### TO DO
Extract all lines that hold "GuiEventKind" from the records below.
---------- INFORMATION PROVIDED
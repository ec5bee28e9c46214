//! Integration tests for the shell run loop on a headless device

use std::cell::RefCell;
use std::fs;
use std::path::Path;
use std::rc::Rc;

use bridge_shell::app::input::{KeyCode, Modifiers};
use bridge_shell::app::{
    AppEvent, DefaultHooks, DeviceError, ElementId, Frame, GuiEnvironment, GuiEventKind,
    HeadlessDevice, HeadlessProbe, InitContext, Shell, ShellHooks,
};
use bridge_shell::config::AppConfig;
use bridge_shell::logger::{AppLogger, MemoryWriter};
use tempfile::TempDir;

fn memory_logger() -> (Rc<RefCell<AppLogger>>, MemoryWriter) {
    let memory = MemoryWriter::default();
    let mut logger = AppLogger::new();
    logger.enabled = true;
    logger.write_to_file = false;
    logger.write_to_interface = true;
    logger.set_write_interface(Box::new(memory.clone()));
    (logger.into_handle(), memory)
}

/// Script directory with `project.lua` holding `source`
fn scripts(source: &str) -> TempDir {
    let dir = tempfile::tempdir().expect("tempdir");
    fs::write(dir.path().join("project.lua"), source).expect("write startup script");
    dir
}

fn config_for(root: &Path) -> AppConfig {
    let mut config = AppConfig::default();
    config.scripts.root = root.to_path_buf();
    config
}

fn shell<H: ShellHooks>(root: &Path, hooks: H) -> (Shell<H>, MemoryWriter) {
    let (logger, memory) = memory_logger();
    (Shell::new(config_for(root), hooks).with_logger(logger), memory)
}

/// Runs the shell on a headless device prepared by `setup`, returning the
/// exit code and the device probe
fn run_on<H, F>(shell: &mut Shell<H>, setup: F) -> (i32, HeadlessProbe)
where
    H: ShellHooks,
    F: FnOnce(HeadlessDevice) -> HeadlessDevice,
{
    let device = setup(HeadlessDevice::new(&shell.config().window));
    let probe = device.probe();
    let code = shell.run(move |_| Ok(device));
    (code, probe)
}

fn key(key: KeyCode, pressed: bool) -> AppEvent {
    AppEvent::Key {
        key,
        pressed,
        repeat: false,
        modifiers: Modifiers::default(),
    }
}

#[derive(Default)]
struct Recorder {
    inits: u32,
    pauses: u32,
    extra: Vec<AppEvent>,
}

impl ShellHooks for Recorder {
    fn init(&mut self, ctx: &mut InitContext<'_>) {
        self.inits += 1;
        ctx.engine
            .register_function("host_ping", |_, ()| Ok("pong"))
            .expect("register host_ping");
    }

    fn on_render_pause(&mut self) {
        self.pauses += 1;
    }

    fn on_extra_event(&mut self, event: &AppEvent) -> bool {
        self.extra.push(event.clone());
        true
    }
}

#[test]
fn missing_startup_script_exits_with_one() {
    let dir = tempfile::tempdir().expect("tempdir");
    let (mut shell, memory) = shell(dir.path(), DefaultHooks);

    let (code, probe) = run_on(&mut shell, |d| d.with_frames(3));

    assert_eq!(code, 1);
    assert_eq!(probe.frames(), 0);
    assert!(probe.closed());
    assert!(memory.contains("File does not exist"));
}

#[test]
fn successful_run_renders_until_device_stops() {
    let dir = scripts("print('started')");
    let (mut shell, memory) = shell(dir.path(), DefaultHooks);

    let (code, probe) = run_on(&mut shell, |d| d.with_frames(4));

    assert_eq!(code, 0);
    assert_eq!(probe.frames(), 4);
    assert!(probe.closed());
    assert!(memory.contains("started"));
}

#[test]
fn script_error_exits_with_one() {
    let dir = scripts("error('boom')");
    let (mut shell, memory) = shell(dir.path(), DefaultHooks);

    let (code, probe) = run_on(&mut shell, |d| d.with_frames(2));

    assert_eq!(code, 1);
    assert_eq!(probe.frames(), 0);
    assert!(memory.contains("boom"));
}

#[test]
fn device_creation_failure_exits_with_one() {
    let dir = scripts("print('never')");
    let (mut shell, memory) = shell(dir.path(), DefaultHooks);

    let code = shell.run(|_| Err::<HeadlessDevice, _>(DeviceError::NoWindow));

    assert_eq!(code, 1);
    assert!(!memory.contains("never"));
}

#[test]
fn close_application_from_startup_sets_code() {
    let dir = scripts("close_application(3) print('unreachable')");
    let (mut shell, memory) = shell(dir.path(), DefaultHooks);

    let (code, probe) = run_on(&mut shell, |d| d.with_frames(5));

    assert_eq!(code, 3);
    assert_eq!(probe.frames(), 0);
    assert!(!memory.contains("unreachable"));
}

#[test]
fn close_application_with_bad_argument_keeps_code() {
    let dir = scripts("close_application('soon')");
    let (mut shell, memory) = shell(dir.path(), DefaultHooks);

    let (code, probe) = run_on(&mut shell, |d| d.with_frames(2));

    assert_eq!(code, 0);
    assert_eq!(probe.frames(), 0);
    assert!(memory.contains("close_application"));
}

#[test]
fn key_handler_can_close_the_application() {
    let dir = scripts(
        r#"
        on_event("key", function(e)
            if e.key == "Escape" and e.pressed then
                close_application(5)
            end
        end)
        "#,
    );
    let (mut shell, _memory) = shell(dir.path(), DefaultHooks);

    let (code, probe) = run_on(&mut shell, |device| {
        device
            .with_frames(1)
            .with_batch(vec![key(KeyCode::Enter, true)])
            .with_batch(vec![key(KeyCode::Escape, true)])
            .with_frames(10)
    });

    assert_eq!(code, 5);
    assert_eq!(probe.frames(), 2);
}

#[test]
fn unconsumed_events_reach_hooks() {
    let dir = scripts(
        r#"
        on_event("text", function(e) return e.text == "eaten" end)
        "#,
    );
    let (mut shell, _memory) = shell(dir.path(), Recorder::default());

    let (code, _probe) = run_on(&mut shell, |device| {
        device.with_batch(vec![
            AppEvent::Text {
                text: "eaten".to_string(),
            },
            AppEvent::Text {
                text: "left".to_string(),
            },
            AppEvent::Wheel { dx: 0.0, dy: 1.0 },
        ])
    });

    assert_eq!(code, 0);
    assert_eq!(shell.hooks().inits, 1);
    assert_eq!(
        shell.hooks().extra,
        vec![
            AppEvent::Text {
                text: "left".to_string()
            },
            AppEvent::Wheel { dx: 0.0, dy: 1.0 },
        ]
    );
}

#[test]
fn init_hook_registers_functions_before_startup() {
    let dir = scripts("print(host_ping())");
    let (mut shell, memory) = shell(dir.path(), Recorder::default());

    let (code, _probe) = run_on(&mut shell, |d| d.with_frames(1));

    assert_eq!(code, 0);
    assert!(memory.contains("pong"));
}

#[test]
fn paused_rendering_calls_the_pause_hook() {
    let dir = scripts("pause_rendering(true)");
    let (mut shell, _memory) = shell(dir.path(), Recorder::default());

    let (code, probe) = run_on(&mut shell, |d| d.with_frames(3));

    assert_eq!(code, 0);
    assert_eq!(probe.frames(), 0);
    assert_eq!(shell.hooks().pauses, 3);
}

#[test]
fn inactive_window_yields_when_pause_is_enabled() {
    let dir = scripts("print('idle')");
    let (mut shell, _memory) = shell(dir.path(), DefaultHooks);
    shell.parse_args(["--inactive-pause"]);
    assert!(shell.config().window.pause_when_inactive);

    let (code, probe) = run_on(&mut shell, |device| {
        device.with_active(false).with_frames(3)
    });

    assert_eq!(code, 0);
    assert_eq!(probe.yields(), 3);
    assert_eq!(probe.frames(), 0);
}

#[test]
fn inactive_window_keeps_rendering_without_pause_flag() {
    let dir = scripts("print('busy')");
    let (mut shell, _memory) = shell(dir.path(), DefaultHooks);

    let (_code, probe) = run_on(&mut shell, |device| {
        device.with_active(false).with_frames(2)
    });

    assert_eq!(probe.yields(), 0);
    assert_eq!(probe.frames(), 2);
}

#[test]
fn gui_events_reach_watchers() {
    let dir = scripts(
        r#"
        local win = gui.window("Main")
        local ok = gui.button("OK", win)
        gui.watch(ok, function(e)
            if e.action == "clicked" and gui.same(e.element, ok) then
                close_application(7)
            end
        end)
        "#,
    );
    let (mut shell, _memory) = shell(dir.path(), DefaultHooks);

    let (code, probe) = run_on(&mut shell, |device| {
        device
            .with_frames(1)
            .with_batch(vec![AppEvent::Gui {
                element: ElementId(2),
                kind: GuiEventKind::Clicked,
            }])
            .with_frames(3)
    });

    assert_eq!(code, 7);
    assert_eq!(probe.frames(), 1);
    assert_eq!(shell.gui().borrow().len(), 2);
}

#[test]
fn draw_hook_replaces_gui_drawing() {
    struct Counting(u32);

    impl ShellHooks for Counting {
        fn draw_all(&mut self, _frame: &mut Frame<'_>, _gui: &mut GuiEnvironment) {
            self.0 += 1;
        }
    }

    let dir = scripts("gui.label('hidden')");
    let (mut shell, _memory) = shell(dir.path(), Counting(0));

    let (code, probe) = run_on(&mut shell, |d| d.with_frames(2));

    assert_eq!(code, 0);
    assert_eq!(probe.frames(), 2);
    assert_eq!(shell.hooks().0, 2);
}

#[test]
fn required_modules_run_once() {
    let dir = scripts(
        r#"
        local a = require("lib/counter.lua")
        local b = require("lib/counter.lua")
        local c = import("lib/counter.lua")
        print("count " .. counter)
        "#,
    );
    fs::create_dir(dir.path().join("lib")).expect("mkdir");
    fs::write(
        dir.path().join("lib/counter.lua"),
        "counter = (counter or 0) + 1 return counter",
    )
    .expect("write module");
    let (mut shell, memory) = shell(dir.path(), DefaultHooks);

    let (code, _probe) = run_on(&mut shell, |d| d.with_frames(1));

    assert_eq!(code, 0);
    assert!(memory.contains("count 2"), "{:?}", memory.lines());
}

#[test]
fn ignored_bad_gui_calls_let_the_script_continue() {
    let dir = scripts("local w = gui.window('x') gui.set_text(w, {}) print('after')");
    let (logger, memory) = memory_logger();
    let mut config = config_for(dir.path());
    config.scripts.ignore_bad_foreign_calls = true;
    let mut shell = Shell::new(config, DefaultHooks).with_logger(logger);

    let (code, probe) = run_on(&mut shell, |d| d.with_frames(1));

    assert_eq!(code, 0);
    assert_eq!(probe.frames(), 1);
    assert!(memory.contains("after"), "{:?}", memory.lines());
    assert!(!memory.contains("STACK TRACE"));
}

#[test]
fn bad_gui_calls_abort_the_script_by_default() {
    let dir = scripts("local w = gui.window('x') gui.set_text(w, {}) print('after')");
    let (mut shell, memory) = shell(dir.path(), DefaultHooks);

    let (code, probe) = run_on(&mut shell, |d| d.with_frames(1));

    assert_eq!(code, 1);
    assert_eq!(probe.frames(), 0);
    assert!(!memory.contains("after"));
}

#[test]
fn second_run_starts_with_fresh_requests() {
    let dir = scripts("pause_rendering(true) close_application(2)");
    let (mut shell, memory) = shell(dir.path(), DefaultHooks);

    let (code, probe) = run_on(&mut shell, |d| d.with_frames(3));
    assert_eq!(code, 2);
    assert_eq!(probe.frames(), 0);

    fs::write(dir.path().join("project.lua"), "print('second')").expect("rewrite startup");
    let (code, probe) = run_on(&mut shell, |d| d.with_frames(2));

    assert_eq!(code, 2);
    assert_eq!(probe.frames(), 2);
    assert!(memory.contains("second"));
}
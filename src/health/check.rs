//! Check trait and result types

use std::time::Duration;

use colored::Colorize;

use crate::config::AppConfig;

/// Outcome of a check, ordered from best to worst
#[derive(Debug, Clone, Copy, PartialEq, Eq, PartialOrd, Ord)]
pub enum CheckStatus {
    Pass,
    Warn,
    Fail,
}

impl CheckStatus {
    /// Pass or Warn
    pub fn is_ok(self) -> bool {
        self != CheckStatus::Fail
    }

    pub fn label(self) -> &'static str {
        match self {
            CheckStatus::Pass => "PASS",
            CheckStatus::Warn => "WARN",
            CheckStatus::Fail => "FAIL",
        }
    }

    pub fn colored_label(self) -> String {
        match self {
            CheckStatus::Pass => self.label().green().to_string(),
            CheckStatus::Warn => self.label().yellow().to_string(),
            CheckStatus::Fail => self.label().red().to_string(),
        }
    }

    /// 0 pass, 1 fail, 2 warn
    pub fn exit_code(self) -> i32 {
        match self {
            CheckStatus::Pass => 0,
            CheckStatus::Fail => 1,
            CheckStatus::Warn => 2,
        }
    }
}

/// Result of one check
#[derive(Debug, Clone)]
pub struct CheckResult {
    pub status: CheckStatus,
    pub summary: String,
    /// One entry per line of the details section
    pub details: Vec<String>,
    pub duration: Duration,
}

impl CheckResult {
    fn with_status(status: CheckStatus, summary: impl Into<String>) -> Self {
        Self {
            status,
            summary: summary.into(),
            details: Vec::new(),
            duration: Duration::ZERO,
        }
    }

    pub fn pass(summary: impl Into<String>) -> Self {
        Self::with_status(CheckStatus::Pass, summary)
    }

    pub fn warn(summary: impl Into<String>) -> Self {
        Self::with_status(CheckStatus::Warn, summary)
    }

    pub fn fail(summary: impl Into<String>) -> Self {
        Self::with_status(CheckStatus::Fail, summary)
    }

    pub fn with_details(mut self, details: Vec<String>) -> Self {
        self.details = details;
        self
    }

    pub fn with_duration(mut self, duration: Duration) -> Self {
        self.duration = duration;
        self
    }
}

/// A startup diagnostic run against the active configuration
pub trait SystemCheck {
    fn name(&self) -> &'static str;

    fn check(&self, config: &AppConfig) -> CheckResult;
}
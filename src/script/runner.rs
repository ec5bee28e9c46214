//! Multi-file script runner
//!
//! Runs a startup file from a script root and lets scripts pull in other
//! files with `import(path)` (runs every time) and `require(path)` (runs once
//! per pass). Paths are relative to the root and may omit `.lua`.

use std::cell::RefCell;
use std::collections::HashSet;
use std::path::{Component, Path, PathBuf};
use std::rc::Rc;

use mlua::{Lua, MultiValue};
use tracing::{debug, info, warn};

use super::engine::{ExitRequest, ReportedError, Reporter, ScriptEngine, ScriptError, execute_chunk};
use crate::logger::{LogLevel, LogMessage};

/// Outcome of the last [`MultifileRunner::run`]
#[derive(Debug, Clone, Copy, PartialEq, Eq, Default)]
pub enum ErrorFlags {
    #[default]
    None,
    FileNonexistent,
    EngineError,
    ImportFailed,
    RequireFailed,
}

impl ErrorFlags {
    pub fn is_error(self) -> bool {
        self != Self::None
    }
}

/// Custom log codes raised by the runner
#[derive(Debug, Clone, Copy, PartialEq, Eq)]
pub enum RunnerMessageCode {
    FileNonExistent,
    ImportUsageInWrongContext,
    RequireUsageInWrongContext,
    InvalidPathArg,
}

impl RunnerMessageCode {
    const BASE: u32 = 0x200;
    const ALL: [Self; 4] = [
        Self::FileNonExistent,
        Self::ImportUsageInWrongContext,
        Self::RequireUsageInWrongContext,
        Self::InvalidPathArg,
    ];

    pub fn code(self) -> u32 {
        Self::BASE + self as u32
    }

    pub fn from_code(code: u32) -> Option<Self> {
        Self::ALL.into_iter().find(|c| c.code() == code)
    }

    pub fn as_str(self) -> &'static str {
        match self {
            Self::FileNonExistent => "Multifile Runner: File does not exist",
            Self::ImportUsageInWrongContext => "Multifile Runner: import() used in the wrong context",
            Self::RequireUsageInWrongContext => {
                "Multifile Runner: require() used in the wrong context"
            }
            Self::InvalidPathArg => "Multifile Runner: Invalid path argument",
        }
    }
}

/// Resolves `path` under `root`
///
/// Absolute paths and paths leaving the root are rejected. A missing `.lua`
/// extension is added when only the extended file exists.
pub fn resolve_script(root: &Path, path: &str) -> Option<PathBuf> {
    let relative = Path::new(path);
    if path.is_empty()
        || relative
            .components()
            .any(|c| !matches!(c, Component::Normal(_) | Component::CurDir))
    {
        return None;
    }

    let full = root.join(relative);
    if relative.extension().is_none() && !full.is_file() {
        let with_ext = full.with_extension("lua");
        if with_ext.is_file() {
            return Some(with_ext);
        }
    }
    Some(full)
}

#[derive(Debug, Clone, Copy, PartialEq, Eq)]
enum Inclusion {
    Import,
    Require,
}

impl Inclusion {
    fn failure(self) -> ErrorFlags {
        match self {
            Self::Import => ErrorFlags::ImportFailed,
            Self::Require => ErrorFlags::RequireFailed,
        }
    }

    fn wrong_context(self) -> RunnerMessageCode {
        match self {
            Self::Import => RunnerMessageCode::ImportUsageInWrongContext,
            Self::Require => RunnerMessageCode::RequireUsageInWrongContext,
        }
    }
}

#[derive(Debug)]
struct RunnerState {
    root: PathBuf,
    active: bool,
    required: HashSet<PathBuf>,
    error: ErrorFlags,
}

impl RunnerState {
    /// Keeps the first failure of a pass
    fn flag(&mut self, error: ErrorFlags) {
        if !self.error.is_error() {
            self.error = error;
        }
    }
}

/// Runs script files from a root directory
pub struct MultifileRunner {
    engine: ScriptEngine,
    state: Rc<RefCell<RunnerState>>,
}

impl MultifileRunner {
    /// Creates a runner and registers `import`/`require` on `engine`
    pub fn new(engine: &ScriptEngine, root: impl Into<PathBuf>) -> Result<Self, ScriptError> {
        let state = Rc::new(RefCell::new(RunnerState {
            root: root.into(),
            active: false,
            required: HashSet::new(),
            error: ErrorFlags::None,
        }));

        for (name, kind) in [("import", Inclusion::Import), ("require", Inclusion::Require)] {
            let state = state.clone();
            let reporter = engine.reporter().clone();
            engine.register_function(name, move |lua, path: String| {
                include(lua, &reporter, &state, kind, &path)
            })?;
        }

        Ok(Self {
            engine: engine.clone(),
            state,
        })
    }

    pub fn root(&self) -> PathBuf {
        self.state.borrow().root.clone()
    }

    pub fn error_flags(&self) -> ErrorFlags {
        self.state.borrow().error
    }

    /// Runs `path` from the root. Returns true on success.
    ///
    /// An exit request from the script counts as success.
    pub fn run(&self, path: &str) -> bool {
        let root = {
            let mut state = self.state.borrow_mut();
            state.error = ErrorFlags::None;
            state.required.clear();
            state.root.clone()
        };

        let reporter = self.engine.reporter();
        let Some(file) = resolve_script(&root, path).filter(|f| f.is_file()) else {
            warn!(path, root = %root.display(), "Startup script not found");
            reporter.message(LogMessage::custom(
                LogLevel::Error,
                RunnerMessageCode::FileNonExistent.code(),
            ));
            self.state.borrow_mut().error = ErrorFlags::FileNonexistent;
            return false;
        };

        let source = match std::fs::read_to_string(&file) {
            Ok(source) => source,
            Err(e) => {
                warn!(error = %e, file = %file.display(), "Failed to read script");
                reporter.print(LogLevel::Error, &format!("{}: {e}", file.display()));
                self.state.borrow_mut().error = ErrorFlags::FileNonexistent;
                return false;
            }
        };

        info!(file = %file.display(), "Running script");
        self.state.borrow_mut().active = true;
        let result = self.engine.execute(path, &source);
        let mut state = self.state.borrow_mut();
        state.active = false;

        match result {
            Ok(_) => !state.error.is_error(),
            Err(ScriptError::ExitRequested) => {
                debug!("Script requested exit");
                true
            }
            Err(e) => {
                debug!(error = %e, "Script failed");
                state.flag(ErrorFlags::EngineError);
                false
            }
        }
    }
}

/// Body of `import` and `require`
fn include(
    lua: &Lua,
    reporter: &Reporter,
    state: &RefCell<RunnerState>,
    kind: Inclusion,
    path: &str,
) -> mlua::Result<MultiValue> {
    let fail = |code: RunnerMessageCode| {
        reporter.message(LogMessage::custom(LogLevel::Error, code.code()));
        state.borrow_mut().flag(kind.failure());
        Err(mlua::Error::external(ReportedError(format!(
            "{}: {path}",
            code.as_str()
        ))))
    };

    let file = {
        let state = state.borrow();
        if !state.active {
            reporter.message(LogMessage::custom(
                LogLevel::Warning,
                kind.wrong_context().code(),
            ));
            return Ok(MultiValue::new());
        }
        resolve_script(&state.root, path)
    };

    let Some(file) = file else {
        return fail(RunnerMessageCode::InvalidPathArg);
    };
    if !file.is_file() {
        return fail(RunnerMessageCode::FileNonExistent);
    }

    if kind == Inclusion::Require && !state.borrow_mut().required.insert(file.clone()) {
        return Ok(MultiValue::new());
    }

    let Ok(source) = std::fs::read_to_string(&file) else {
        return fail(RunnerMessageCode::FileNonExistent);
    };

    match execute_chunk(lua, reporter, path, &source) {
        Ok(values) => Ok(values),
        Err(ScriptError::ExitRequested) => Err(mlua::Error::external(ExitRequest)),
        Err(e) => {
            state.borrow_mut().flag(kind.failure());
            Err(e.into_lua_error())
        }
    }
}

#[cfg(test)]
mod tests {
    use std::fs;

    use super::*;
    use crate::logger::{AppLogger, MemoryWriter};

    struct Fixture {
        dir: tempfile::TempDir,
        runner: MultifileRunner,
        engine: ScriptEngine,
        memory: MemoryWriter,
    }

    impl Fixture {
        fn new() -> Self {
            let dir = tempfile::tempdir().expect("tempdir");
            let memory = MemoryWriter::default();
            let mut logger = AppLogger::new();
            logger.enabled = true;
            logger.write_to_file = false;
            logger.write_to_interface = true;
            logger.set_write_interface(Box::new(memory.clone()));

            let engine = ScriptEngine::new(logger.into_handle(), false).expect("engine");
            let runner = MultifileRunner::new(&engine, dir.path()).expect("runner");
            Self {
                dir,
                runner,
                engine,
                memory,
            }
        }

        fn write(&self, name: &str, source: &str) {
            let path = self.dir.path().join(name);
            if let Some(parent) = path.parent() {
                fs::create_dir_all(parent).expect("mkdir");
            }
            fs::write(path, source).expect("write script");
        }

        fn global(&self, name: &str) -> i64 {
            self.engine.lua().globals().get(name).expect("global")
        }
    }

    #[test]
    fn message_codes_round_trip() {
        for code in RunnerMessageCode::ALL {
            assert_eq!(RunnerMessageCode::from_code(code.code()), Some(code));
        }
        assert_eq!(RunnerMessageCode::from_code(0x100), None);
    }

    #[test]
    fn missing_file_sets_flag() {
        let fx = Fixture::new();
        assert!(!fx.runner.run("project.lua"));
        assert_eq!(fx.runner.error_flags(), ErrorFlags::FileNonexistent);
        assert!(fx.memory.contains("ERROR: Multifile Runner: File does not exist"));
    }

    #[test]
    fn successful_run_clears_flag() {
        let fx = Fixture::new();
        assert!(!fx.runner.run("project.lua"));

        fx.write("project.lua", "ran = 1");
        assert!(fx.runner.run("project.lua"));
        assert_eq!(fx.runner.error_flags(), ErrorFlags::None);
        assert_eq!(fx.global("ran"), 1);
    }

    #[test]
    fn script_error_is_engine_error() {
        let fx = Fixture::new();
        fx.write("project.lua", "error('bad')");
        assert!(!fx.runner.run("project.lua"));
        assert_eq!(fx.runner.error_flags(), ErrorFlags::EngineError);
    }

    #[test]
    fn import_runs_every_time_require_once() {
        let fx = Fixture::new();
        fx.write("lib/counter.lua", "count = (count or 0) + 1 return count");
        fx.write("once.lua", "loaded = (loaded or 0) + 1");
        fx.write(
            "project.lua",
            r#"
            first = import("lib/counter.lua")
            second = import("lib/counter")
            require("once.lua")
            require("once")
            "#,
        );

        assert!(fx.runner.run("project.lua"));
        assert_eq!(fx.global("first"), 1);
        assert_eq!(fx.global("second"), 2);
        assert_eq!(fx.global("loaded"), 1);
    }

    #[test]
    fn failed_import_sets_flag() {
        let fx = Fixture::new();
        fx.write("project.lua", "import('missing.lua') after = 1");
        assert!(!fx.runner.run("project.lua"));
        assert_eq!(fx.runner.error_flags(), ErrorFlags::ImportFailed);
        assert!(fx.memory.contains("Multifile Runner: File does not exist"));
        assert!(fx.engine.lua().globals().get::<Option<i64>>("after").expect("get").is_none());
    }

    #[test]
    fn failing_required_file_sets_flag_and_reports_once() {
        let fx = Fixture::new();
        fx.write("bad.lua", "error('inner')");
        fx.write("project.lua", "require('bad.lua')");
        assert!(!fx.runner.run("project.lua"));
        assert_eq!(fx.runner.error_flags(), ErrorFlags::RequireFailed);

        let runtime_reports = fx
            .memory
            .lines()
            .iter()
            .filter(|line| line.as_str() == "ERROR: Script runtime error")
            .count();
        assert_eq!(runtime_reports, 1);
    }

    #[test]
    fn escaping_paths_are_invalid() {
        let fx = Fixture::new();
        fx.write("project.lua", "import('../outside.lua')");
        assert!(!fx.runner.run("project.lua"));
        assert_eq!(fx.runner.error_flags(), ErrorFlags::ImportFailed);
        assert!(fx.memory.contains("Multifile Runner: Invalid path argument"));
    }

    #[test]
    fn import_outside_a_pass_is_wrong_context() {
        let fx = Fixture::new();
        fx.write("lib.lua", "return 1");
        fx.engine.execute("console", "import('lib.lua')").expect("run");
        fx.engine.execute("console", "require('lib.lua')").expect("run");
        assert!(fx
            .memory
            .contains("WARNING: Multifile Runner: import() used in the wrong context"));
        assert!(fx
            .memory
            .contains("WARNING: Multifile Runner: require() used in the wrong context"));
    }

    #[test]
    fn exit_from_imported_file_is_success() {
        let fx = Fixture::new();
        fx.engine
            .register_function("leave", |_, ()| -> mlua::Result<()> {
                Err(mlua::Error::external(ExitRequest))
            })
            .expect("register");
        fx.write("quit.lua", "leave()");
        fx.write("project.lua", "import('quit.lua') after = 1");

        assert!(fx.runner.run("project.lua"));
        assert_eq!(fx.runner.error_flags(), ErrorFlags::None);
        assert!(fx.engine.lua().globals().get::<Option<i64>>("after").expect("get").is_none());
    }
}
--------------------
### EXERCISE RESULT
    AppEvent, DefaultHooks, DeviceError, ElementId, Frame, GuiEnvironment, GuiEventKind,
                kind: GuiEventKind::Clicked,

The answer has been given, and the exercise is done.